Your task - Below are some records. Copy every line in them that holds "FakeProvider".

Collected data:
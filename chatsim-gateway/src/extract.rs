//! Tolerant JSON extraction from model completions.
//!
//! Completions often wrap the payload in prose ("Here is the result: ...").
//! The whole text is parsed first; failing that, a single greedy span from
//! the first `{` to the last `}` (or `[` to the last `]`) is parsed.
//!
//! The span match does not count braces. Text with several JSON values, or
//! with stray braces in the surrounding prose, can yield the wrong span or
//! an unparsable one.

use std::sync::LazyLock;

use regex::Regex;
use serde_json::Value;

static JSON_SPAN: LazyLock<Regex> =
    LazyLock::new(|| Regex::new(r"(?s)\{.*\}|\[.*\]").expect("JSON span pattern"));

#[derive(Debug, thiserror::Error)]
pub enum ExtractError {
    #[error("No valid JSON found in response")]
    NoJsonFound,
    #[error("Invalid JSON structure in response: {0}")]
    InvalidJson(#[source] serde_json::Error),
}

/// Parse `text` as JSON, falling back to the greedy object/array span.
pub fn extract(text: &str) -> Result<Value, ExtractError> {
    if let Ok(value) = serde_json::from_str(text) {
        return Ok(value);
    }

    let span = JSON_SPAN.find(text).ok_or(ExtractError::NoJsonFound)?;
    serde_json::from_str(span.as_str()).map_err(ExtractError::InvalidJson)
}
#[cfg(test)]
mod tests {
    use super::*;
    use std::sync::Mutex;

    use chatsim_core::CharacterInfo;
    use chrono::{Duration, TimeZone};

    use crate::providers::ChatMessage;

    /// Resolver that echoes characters back as known, or fails.
    struct FakeResolver {
        failure: Option<fn() -> ProviderError>,
        calls: Mutex<usize>,
    }

    impl FakeResolver {
        fn ok() -> Self {
            Self {
                failure: None,
                calls: Mutex::new(0),
            }
        }

        fn failing(failure: fn() -> ProviderError) -> Self {
            Self {
                failure: Some(failure),
                calls: Mutex::new(0),
            }
        }
    }

    #[async_trait::async_trait]
    impl CharacterResolver for FakeResolver {
        async fn resolve_characters(
            &self,
            characters: &[Character],
            _language: Language,
        ) -> Result<Vec<CharacterInfo>, ProviderError> {
            *self.calls.lock().unwrap() += 1;
            if let Some(failure) = self.failure {
                return Err(failure());
            }
            Ok(characters
                .iter()
                .map(|c| CharacterInfo {
                    name: c.name.clone(),
                    description: format!("about {}", c.name),
                    story: vec![],
                })
                .collect())
        }
    }

    /// Provider answering every completion with a fixed text.
    struct FakeProvider {
        kind: ProviderKind,
        reply: Result<String, u16>,
        calls: Mutex<Vec<String>>,
    }

    impl FakeProvider {
        fn replying(kind: ProviderKind, reply: impl Into<String>) -> Arc<Self> {
            Arc::new(Self {
                kind,
                reply: Ok(reply.into()),
                calls: Mutex::new(vec![]),
            })
        }

        fn failing(kind: ProviderKind, status: u16) -> Arc<Self> {
            Arc::new(Self {
                kind,
                reply: Err(status),
                calls: Mutex::new(vec![]),
            })
        }

        fn call_count(&self) -> usize {
            self.calls.lock().unwrap().len()
        }
    }

    #[async_trait::async_trait]
    impl Provider for FakeProvider {
        fn kind(&self) -> ProviderKind {
            self.kind
        }

        fn model(&self) -> &str {
            "fake-model"
        }

        async fn complete(
            &self,
            _model: &str,
            messages: &[ChatMessage],
        ) -> Result<String, ProviderError> {
            self.calls
                .lock()
                .unwrap()
                .push(messages.last().map(|m| m.content.clone()).unwrap_or_default());
            match &self.reply {
                Ok(text) => Ok(text.clone()),
                Err(status) => Err(ProviderError::UpstreamRequestFailed {
                    status: *status,
                    body: String::new(),
                }),
            }
        }
    }

    fn turns_json(count: usize) -> String {
        let turns: Vec<serde_json::Value> = (0..count)
            .map(|i| {
                serde_json::json!({
                    "name": if i % 2 == 0 { "A" } else { "B" },
                    "content": format!("line {}", i + 1),
                })
            })
            .collect();
        format!("Here is the chat: {}", serde_json::Value::from(turns))
    }

    struct Fixture {
        resolver: Arc<FakeResolver>,
        primary: Arc<FakeProvider>,
        secondary: Arc<FakeProvider>,
        tertiary: Arc<FakeProvider>,
        orchestrator: Orchestrator,
    }

    fn fixture(resolver: FakeResolver, turns: usize, language: Language) -> Fixture {
        let resolver = Arc::new(resolver);
        let primary = FakeProvider::replying(ProviderKind::Primary, turns_json(turns));
        let secondary = FakeProvider::replying(ProviderKind::Secondary, turns_json(turns));
        let tertiary = FakeProvider::failing(ProviderKind::Tertiary, 503);

        let orchestrator = Orchestrator::new(
            resolver.clone(),
            ProviderSet {
                primary: primary.clone(),
                secondary: secondary.clone(),
                tertiary: tertiary.clone(),
            },
            GenerationSettings::default(),
            language,
        );

        Fixture {
            resolver,
            primary,
            secondary,
            tertiary,
            orchestrator,
        }
    }

    fn two_characters() -> Vec<Character> {
        vec![Character::new("A"), Character::new("B")]
    }

    #[tokio::test]
    async fn test_generate_annotates_every_turn() {
        let f = fixture(FakeResolver::ok(), 12, Language::En);

        let conversation = f
            .orchestrator
            .generate(&two_characters(), 10, ProviderKind::Primary)
            .await
            .unwrap();

        assert_eq!(conversation.len(), 12);
        assert_eq!(conversation.messages[0].id, "1");
        assert_eq!(conversation.messages[11].id, "12");
        assert_eq!(conversation.messages[11].content, "line 12");
        for (index, message) in conversation.messages.iter().enumerate() {
            assert_eq!(message.id, (index + 1).to_string());
        }
        for pair in conversation.messages.windows(2) {
            let a = DateTime::parse_from_rfc3339(&pair[0].timestamp).unwrap();
            let b = DateTime::parse_from_rfc3339(&pair[1].timestamp).unwrap();
            assert!(a <= b);
        }
    }

    #[tokio::test]
    async fn test_fewer_turns_than_rounds_are_trusted() {
        let f = fixture(FakeResolver::ok(), 3, Language::En);

        let conversation = f
            .orchestrator
            .generate(&two_characters(), 20, ProviderKind::Primary)
            .await
            .unwrap();

        assert_eq!(conversation.len(), 3);
    }

    #[tokio::test]
    async fn test_resolver_is_used_for_every_provider() {
        let f = fixture(FakeResolver::ok(), 4, Language::En);

        f.orchestrator
            .generate(&two_characters(), 10, ProviderKind::Secondary)
            .await
            .unwrap();

        assert_eq!(*f.resolver.calls.lock().unwrap(), 1);
        assert_eq!(f.secondary.call_count(), 1);
        assert_eq!(f.primary.call_count(), 0);

        let prompt = f.secondary.calls.lock().unwrap()[0].clone();
        assert!(prompt.contains("at least 10 turns"));
        assert!(prompt.contains("about B"));
    }

    #[tokio::test]
    async fn test_prompts_follow_configured_language() {
        let f = fixture(FakeResolver::ok(), 2, Language::Zh);

        f.orchestrator
            .generate(&two_characters(), 8, ProviderKind::Secondary)
            .await
            .unwrap();

        let prompt = f.secondary.calls.lock().unwrap()[0].clone();
        assert!(prompt.contains("不少于8轮"));
        assert!(prompt.contains("第2个人的信息是"));
    }

    #[tokio::test]
    async fn test_unknown_model_name_uses_primary() {
        let f = fixture(FakeResolver::ok(), 2, Language::En);

        let request = GenerateRequest {
            characters: two_characters(),
            rounds: Some(10),
            model: Some("unknown-provider".to_string()),
        };
        let conversation = f.orchestrator.handle(request).await.unwrap();

        assert_eq!(conversation.len(), 2);
        assert_eq!(f.primary.call_count(), 1);
        assert_eq!(f.secondary.call_count(), 0);
        assert_eq!(f.tertiary.call_count(), 0);
    }

    #[tokio::test]
    async fn test_character_not_found_message_is_preserved() {
        let f = fixture(
            FakeResolver::failing(|| ProviderError::CharacterNotFound {
                name: "Nobody".to_string(),
            }),
            2,
            Language::Zh,
        );

        let err = f
            .orchestrator
            .generate(&two_characters(), 10, ProviderKind::Primary)
            .await
            .unwrap_err();

        assert_eq!(
            err.user_message(),
            "没有找到Nobody这个人的信息，请换一个人试试"
        );
        assert!(matches!(
            err,
            GenerateError::GenerationFailed {
                source: ProviderError::CharacterNotFound { .. },
                ..
            }
        ));
        // The pipeline stops after the failed stage
        assert_eq!(f.primary.call_count(), 0);
    }

    #[tokio::test]
    async fn test_upstream_failure_is_generic() {
        let f = fixture(FakeResolver::ok(), 2, Language::En);

        let err = f
            .orchestrator
            .generate(&two_characters(), 10, ProviderKind::Tertiary)
            .await
            .unwrap_err();

        assert_eq!(err.user_message(), "Failed to generate conversation");
        assert!(matches!(
            err,
            GenerateError::GenerationFailed {
                source: ProviderError::UpstreamRequestFailed { status: 503, .. },
                ..
            }
        ));
    }

    #[tokio::test]
    async fn test_malformed_completion_is_generic() {
        let resolver = Arc::new(FakeResolver::ok());
        let broken = FakeProvider::replying(ProviderKind::Primary, "I'd rather not.");
        let orchestrator = Orchestrator::new(
            resolver,
            ProviderSet {
                primary: broken.clone(),
                secondary: broken.clone(),
                tertiary: broken,
            },
            GenerationSettings::default(),
            Language::Zh,
        );

        let err = orchestrator
            .generate(&two_characters(), 10, ProviderKind::Primary)
            .await
            .unwrap_err();

        assert_eq!(err.user_message(), "生成对话失败");
        assert!(matches!(
            err,
            GenerateError::GenerationFailed {
                source: ProviderError::MalformedResponse(_),
                ..
            }
        ));
    }

    #[tokio::test]
    async fn test_handle_validates_request() {
        let f = fixture(FakeResolver::ok(), 2, Language::En);

        let too_few = GenerateRequest {
            characters: vec![Character::new("A")],
            rounds: None,
            model: None,
        };
        let too_many = GenerateRequest {
            characters: ["A", "B", "C", "D", "E"].map(Character::new).to_vec(),
            rounds: None,
            model: None,
        };
        let blank_name = GenerateRequest {
            characters: vec![Character::new("A"), Character::new("  ")],
            rounds: None,
            model: None,
        };
        let zero_rounds = GenerateRequest {
            characters: two_characters(),
            rounds: Some(0),
            model: None,
        };

        for request in [too_few, too_many, blank_name, zero_rounds] {
            let err = f.orchestrator.handle(request).await.unwrap_err();
            assert!(matches!(err, GenerateError::InvalidRequest(_)));
        }
        assert_eq!(*f.resolver.calls.lock().unwrap(), 0);
    }

    #[tokio::test]
    async fn test_handle_uses_default_rounds() {
        let f = fixture(FakeResolver::ok(), 2, Language::En);

        let request = GenerateRequest {
            characters: two_characters(),
            rounds: None,
            model: Some("secondary".to_string()),
        };
        f.orchestrator.handle(request).await.unwrap();

        let prompt = f.secondary.calls.lock().unwrap()[0].clone();
        assert!(prompt.contains("at least 10 turns"));
    }

    #[test]
    fn test_annotate_clamps_backwards_clock() {
        let start = Utc.with_ymd_and_hms(2025, 6, 1, 12, 0, 0).unwrap();
        let mut ticks = vec![
            start,
            start - Duration::seconds(5),
            start + Duration::seconds(1),
        ]
        .into_iter();

        let turns = ["x", "y", "z"]
            .map(|c| ConversationTurn {
                name: "A".to_string(),
                content: c.to_string(),
            })
            .to_vec();
        let conversation = annotate(turns, || ticks.next().unwrap());

        assert_eq!(conversation.messages[0].timestamp, "2025-06-01T12:00:00.000Z");
        assert_eq!(conversation.messages[1].timestamp, "2025-06-01T12:00:00.000Z");
        assert_eq!(conversation.messages[2].timestamp, "2025-06-01T12:00:01.000Z");
        assert_eq!(conversation.messages[2].id, "3");
    }

    #[test]
    fn test_annotate_empty() {
        let conversation = annotate(vec![], Utc::now);
        assert!(conversation.is_empty());
    }
}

Exercise answer -
    struct FakeProvider {
    impl FakeProvider {
    impl Provider for FakeProvider {
        primary: Arc<FakeProvider>,
        secondary: Arc<FakeProvider>,
        tertiary: Arc<FakeProvider>,
        let primary = FakeProvider::replying(ProviderKind::Primary, turns_json(turns));
        let secondary = FakeProvider::replying(ProviderKind::Secondary, turns_json(turns));
        let tertiary = FakeProvider::failing(ProviderKind::Tertiary, 503);
        let broken = FakeProvider::replying(ProviderKind::Primary, "I'd rather not.");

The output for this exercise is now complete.